WHAT YOU NEED TO DO: All of the data needs to be printed again, exactly as written.

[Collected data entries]
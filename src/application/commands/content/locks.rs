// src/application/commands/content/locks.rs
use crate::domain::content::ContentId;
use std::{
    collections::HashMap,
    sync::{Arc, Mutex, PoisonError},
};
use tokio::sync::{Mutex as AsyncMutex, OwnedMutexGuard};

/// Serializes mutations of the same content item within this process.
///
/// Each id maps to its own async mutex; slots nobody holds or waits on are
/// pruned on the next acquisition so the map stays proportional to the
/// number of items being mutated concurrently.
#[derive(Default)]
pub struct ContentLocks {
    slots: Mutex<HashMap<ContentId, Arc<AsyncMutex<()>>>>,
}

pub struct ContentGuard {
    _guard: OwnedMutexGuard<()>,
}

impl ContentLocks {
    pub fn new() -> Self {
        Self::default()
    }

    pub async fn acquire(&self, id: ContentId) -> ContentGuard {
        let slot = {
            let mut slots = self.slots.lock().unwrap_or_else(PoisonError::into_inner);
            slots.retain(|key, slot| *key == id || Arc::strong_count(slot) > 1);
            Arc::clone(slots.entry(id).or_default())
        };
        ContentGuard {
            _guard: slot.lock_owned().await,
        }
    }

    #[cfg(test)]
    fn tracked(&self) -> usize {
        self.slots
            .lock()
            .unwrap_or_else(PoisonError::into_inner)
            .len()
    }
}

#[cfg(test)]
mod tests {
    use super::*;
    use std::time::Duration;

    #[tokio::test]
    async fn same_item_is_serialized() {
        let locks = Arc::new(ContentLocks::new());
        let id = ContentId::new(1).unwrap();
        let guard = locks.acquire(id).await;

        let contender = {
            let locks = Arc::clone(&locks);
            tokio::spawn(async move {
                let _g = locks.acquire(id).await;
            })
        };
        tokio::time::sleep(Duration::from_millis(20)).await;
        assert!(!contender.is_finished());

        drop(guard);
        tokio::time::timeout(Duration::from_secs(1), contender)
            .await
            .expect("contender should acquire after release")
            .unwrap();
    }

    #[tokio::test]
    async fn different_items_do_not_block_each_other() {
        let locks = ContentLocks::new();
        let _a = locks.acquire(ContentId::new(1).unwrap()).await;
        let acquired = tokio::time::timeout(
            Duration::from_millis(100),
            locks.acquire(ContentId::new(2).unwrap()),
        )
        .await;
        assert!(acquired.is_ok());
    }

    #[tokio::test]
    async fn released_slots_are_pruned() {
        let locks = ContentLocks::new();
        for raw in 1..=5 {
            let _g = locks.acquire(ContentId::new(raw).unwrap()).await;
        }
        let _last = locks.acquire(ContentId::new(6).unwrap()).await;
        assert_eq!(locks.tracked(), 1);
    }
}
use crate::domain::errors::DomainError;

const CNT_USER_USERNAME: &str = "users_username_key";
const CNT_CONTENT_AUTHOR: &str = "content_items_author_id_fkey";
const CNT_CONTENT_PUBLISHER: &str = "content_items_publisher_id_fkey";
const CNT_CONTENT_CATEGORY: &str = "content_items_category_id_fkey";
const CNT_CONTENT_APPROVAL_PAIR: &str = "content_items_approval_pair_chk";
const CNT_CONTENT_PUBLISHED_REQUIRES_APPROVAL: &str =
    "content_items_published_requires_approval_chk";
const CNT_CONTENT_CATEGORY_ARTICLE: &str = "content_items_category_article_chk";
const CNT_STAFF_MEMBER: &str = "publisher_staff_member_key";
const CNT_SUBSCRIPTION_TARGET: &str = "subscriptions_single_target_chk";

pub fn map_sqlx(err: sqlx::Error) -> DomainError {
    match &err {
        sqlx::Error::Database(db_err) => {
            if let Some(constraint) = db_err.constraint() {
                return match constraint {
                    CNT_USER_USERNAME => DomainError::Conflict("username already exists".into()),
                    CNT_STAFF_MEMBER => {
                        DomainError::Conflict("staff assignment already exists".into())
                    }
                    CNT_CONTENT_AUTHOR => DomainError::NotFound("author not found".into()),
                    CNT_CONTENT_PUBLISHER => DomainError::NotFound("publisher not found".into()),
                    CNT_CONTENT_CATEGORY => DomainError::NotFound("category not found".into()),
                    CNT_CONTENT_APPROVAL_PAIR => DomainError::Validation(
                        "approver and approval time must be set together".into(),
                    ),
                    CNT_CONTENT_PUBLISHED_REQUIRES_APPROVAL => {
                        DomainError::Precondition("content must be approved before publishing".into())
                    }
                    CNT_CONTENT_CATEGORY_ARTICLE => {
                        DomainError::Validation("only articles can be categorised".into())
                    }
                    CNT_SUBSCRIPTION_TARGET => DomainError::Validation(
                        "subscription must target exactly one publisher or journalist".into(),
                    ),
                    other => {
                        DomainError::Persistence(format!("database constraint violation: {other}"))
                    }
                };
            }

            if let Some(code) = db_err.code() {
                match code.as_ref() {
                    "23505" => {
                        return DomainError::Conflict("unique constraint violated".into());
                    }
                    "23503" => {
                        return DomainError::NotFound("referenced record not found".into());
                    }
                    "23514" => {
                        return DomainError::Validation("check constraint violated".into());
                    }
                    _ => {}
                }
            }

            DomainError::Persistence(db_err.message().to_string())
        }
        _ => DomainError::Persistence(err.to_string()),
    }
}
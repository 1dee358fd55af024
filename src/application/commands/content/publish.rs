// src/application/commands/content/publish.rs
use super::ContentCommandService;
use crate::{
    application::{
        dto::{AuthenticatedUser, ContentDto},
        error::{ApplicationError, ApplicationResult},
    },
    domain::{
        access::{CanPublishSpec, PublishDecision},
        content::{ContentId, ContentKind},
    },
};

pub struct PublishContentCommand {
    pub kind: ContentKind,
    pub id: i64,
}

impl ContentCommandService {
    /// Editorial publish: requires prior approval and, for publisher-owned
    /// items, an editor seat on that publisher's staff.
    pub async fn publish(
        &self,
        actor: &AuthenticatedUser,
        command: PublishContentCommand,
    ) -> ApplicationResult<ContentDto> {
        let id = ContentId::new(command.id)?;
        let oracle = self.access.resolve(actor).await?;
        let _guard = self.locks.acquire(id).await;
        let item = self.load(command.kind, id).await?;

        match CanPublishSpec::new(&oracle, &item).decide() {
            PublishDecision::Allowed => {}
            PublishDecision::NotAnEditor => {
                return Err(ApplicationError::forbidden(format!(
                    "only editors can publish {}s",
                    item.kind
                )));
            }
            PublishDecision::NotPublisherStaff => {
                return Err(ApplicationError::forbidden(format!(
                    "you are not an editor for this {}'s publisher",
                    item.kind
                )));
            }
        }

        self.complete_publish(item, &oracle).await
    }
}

SOLUTION TO THE PROBLEM:
filename src/application/commands/content/locks.rs
// src/application/commands/content/locks.rs
use crate::domain::content::ContentId;
use std::{
    collections::HashMap,
    sync::{Arc, Mutex, PoisonError},
};
use tokio::sync::{Mutex as AsyncMutex, OwnedMutexGuard};

/// Serializes mutations of the same content item within this process.
///
/// Each id maps to its own async mutex; slots nobody holds or waits on are
/// pruned on the next acquisition so the map stays proportional to the
/// number of items being mutated concurrently.
#[derive(Default)]
pub struct ContentLocks {
    slots: Mutex<HashMap<ContentId, Arc<AsyncMutex<()>>>>,
}

pub struct ContentGuard {
    _guard: OwnedMutexGuard<()>,
}

impl ContentLocks {
    pub fn new() -> Self {
        Self::default()
    }

    pub async fn acquire(&self, id: ContentId) -> ContentGuard {
        let slot = {
            let mut slots = self.slots.lock().unwrap_or_else(PoisonError::into_inner);
            slots.retain(|key, slot| *key == id || Arc::strong_count(slot) > 1);
            Arc::clone(slots.entry(id).or_default())
        };
        ContentGuard {
            _guard: slot.lock_owned().await,
        }
    }

    #[cfg(test)]
    fn tracked(&self) -> usize {
        self.slots
            .lock()
            .unwrap_or_else(PoisonError::into_inner)
            .len()
    }
}

#[cfg(test)]
mod tests {
    use super::*;
    use std::time::Duration;

    #[tokio::test]
    async fn same_item_is_serialized() {
        let locks = Arc::new(ContentLocks::new());
        let id = ContentId::new(1).unwrap();
        let guard = locks.acquire(id).await;

        let contender = {
            let locks = Arc::clone(&locks);
            tokio::spawn(async move {
                let _g = locks.acquire(id).await;
            })
        };
        tokio::time::sleep(Duration::from_millis(20)).await;
        assert!(!contender.is_finished());

        drop(guard);
        tokio::time::timeout(Duration::from_secs(1), contender)
            .await
            .expect("contender should acquire after release")
            .unwrap();
    }

    #[tokio::test]
    async fn different_items_do_not_block_each_other() {
        let locks = ContentLocks::new();
        let _a = locks.acquire(ContentId::new(1).unwrap()).await;
        let acquired = tokio::time::timeout(
            Duration::from_millis(100),
            locks.acquire(ContentId::new(2).unwrap()),
        )
        .await;
        assert!(acquired.is_ok());
    }

    #[tokio::test]
    async fn released_slots_are_pruned() {
        let locks = ContentLocks::new();
        for raw in 1..=5 {
            let _g = locks.acquire(ContentId::new(raw).unwrap()).await;
        }
        let _last = locks.acquire(ContentId::new(6).unwrap()).await;
        assert_eq!(locks.tracked(), 1);
    }
}
use crate::domain::errors::DomainError;

const CNT_USER_USERNAME: &str = "users_username_key";
const CNT_CONTENT_AUTHOR: &str = "content_items_author_id_fkey";
const CNT_CONTENT_PUBLISHER: &str = "content_items_publisher_id_fkey";
const CNT_CONTENT_CATEGORY: &str = "content_items_category_id_fkey";
const CNT_CONTENT_APPROVAL_PAIR: &str = "content_items_approval_pair_chk";
const CNT_CONTENT_PUBLISHED_REQUIRES_APPROVAL: &str =
    "content_items_published_requires_approval_chk";
const CNT_CONTENT_CATEGORY_ARTICLE: &str = "content_items_category_article_chk";
const CNT_STAFF_MEMBER: &str = "publisher_staff_member_key";
const CNT_SUBSCRIPTION_TARGET: &str = "subscriptions_single_target_chk";

pub fn map_sqlx(err: sqlx::Error) -> DomainError {
    match &err {
        sqlx::Error::Database(db_err) => {
            if let Some(constraint) = db_err.constraint() {
                return match constraint {
                    CNT_USER_USERNAME => DomainError::Conflict("username already exists".into()),
                    CNT_STAFF_MEMBER => {
                        DomainError::Conflict("staff assignment already exists".into())
                    }
                    CNT_CONTENT_AUTHOR => DomainError::NotFound("author not found".into()),
                    CNT_CONTENT_PUBLISHER => DomainError::NotFound("publisher not found".into()),
                    CNT_CONTENT_CATEGORY => DomainError::NotFound("category not found".into()),
                    CNT_CONTENT_APPROVAL_PAIR => DomainError::Validation(
                        "approver and approval time must be set together".into(),
                    ),
                    CNT_CONTENT_PUBLISHED_REQUIRES_APPROVAL => {
                        DomainError::Precondition("content must be approved before publishing".into())
                    }
                    CNT_CONTENT_CATEGORY_ARTICLE => {
                        DomainError::Validation("only articles can be categorised".into())
                    }
                    CNT_SUBSCRIPTION_TARGET => DomainError::Validation(
                        "subscription must target exactly one publisher or journalist".into(),
                    ),
                    other => {
                        DomainError::Persistence(format!("database constraint violation: {other}"))
                    }
                };
            }

            if let Some(code) = db_err.code() {
                match code.as_ref() {
                    "23505" => {
                        return DomainError::Conflict("unique constraint violated".into());
                    }
                    "23503" => {
                        return DomainError::NotFound("referenced record not found".into());
                    }
                    "23514" => {
                        return DomainError::Validation("check constraint violated".into());
                    }
                    _ => {}
                }
            }

            DomainError::Persistence(db_err.message().to_string())
        }
        _ => DomainError::Persistence(err.to_string()),
    }
}
repository 1dee358fd55af024
filename src/application/commands/content/publish.rs
// src/application/commands/content/publish.rs
use super::ContentCommandService;
use crate::{
    application::{
        dto::{AuthenticatedUser, ContentDto},
        error::{ApplicationError, ApplicationResult},
    },
    domain::{
        access::{CanPublishSpec, PublishDecision},
        content::{ContentId, ContentKind},
    },
};

pub struct PublishContentCommand {
    pub kind: ContentKind,
    pub id: i64,
}

impl ContentCommandService {
    /// Editorial publish: requires prior approval and, for publisher-owned
    /// items, an editor seat on that publisher's staff.
    pub async fn publish(
        &self,
        actor: &AuthenticatedUser,
        command: PublishContentCommand,
    ) -> ApplicationResult<ContentDto> {
        let id = ContentId::new(command.id)?;
        let oracle = self.access.resolve(actor).await?;
        let _guard = self.locks.acquire(id).await;
        let item = self.load(command.kind, id).await?;

        match CanPublishSpec::new(&oracle, &item).decide() {
            PublishDecision::Allowed => {}
            PublishDecision::NotAnEditor => {
                return Err(ApplicationError::forbidden(format!(
                    "only editors can publish {}s",
                    item.kind
                )));
            }
            PublishDecision::NotPublisherStaff => {
                return Err(ApplicationError::forbidden(format!(
                    "you are not an editor for this {}'s publisher",
                    item.kind
                )));
            }
        }

        self.complete_publish(item, &oracle).await
    }
}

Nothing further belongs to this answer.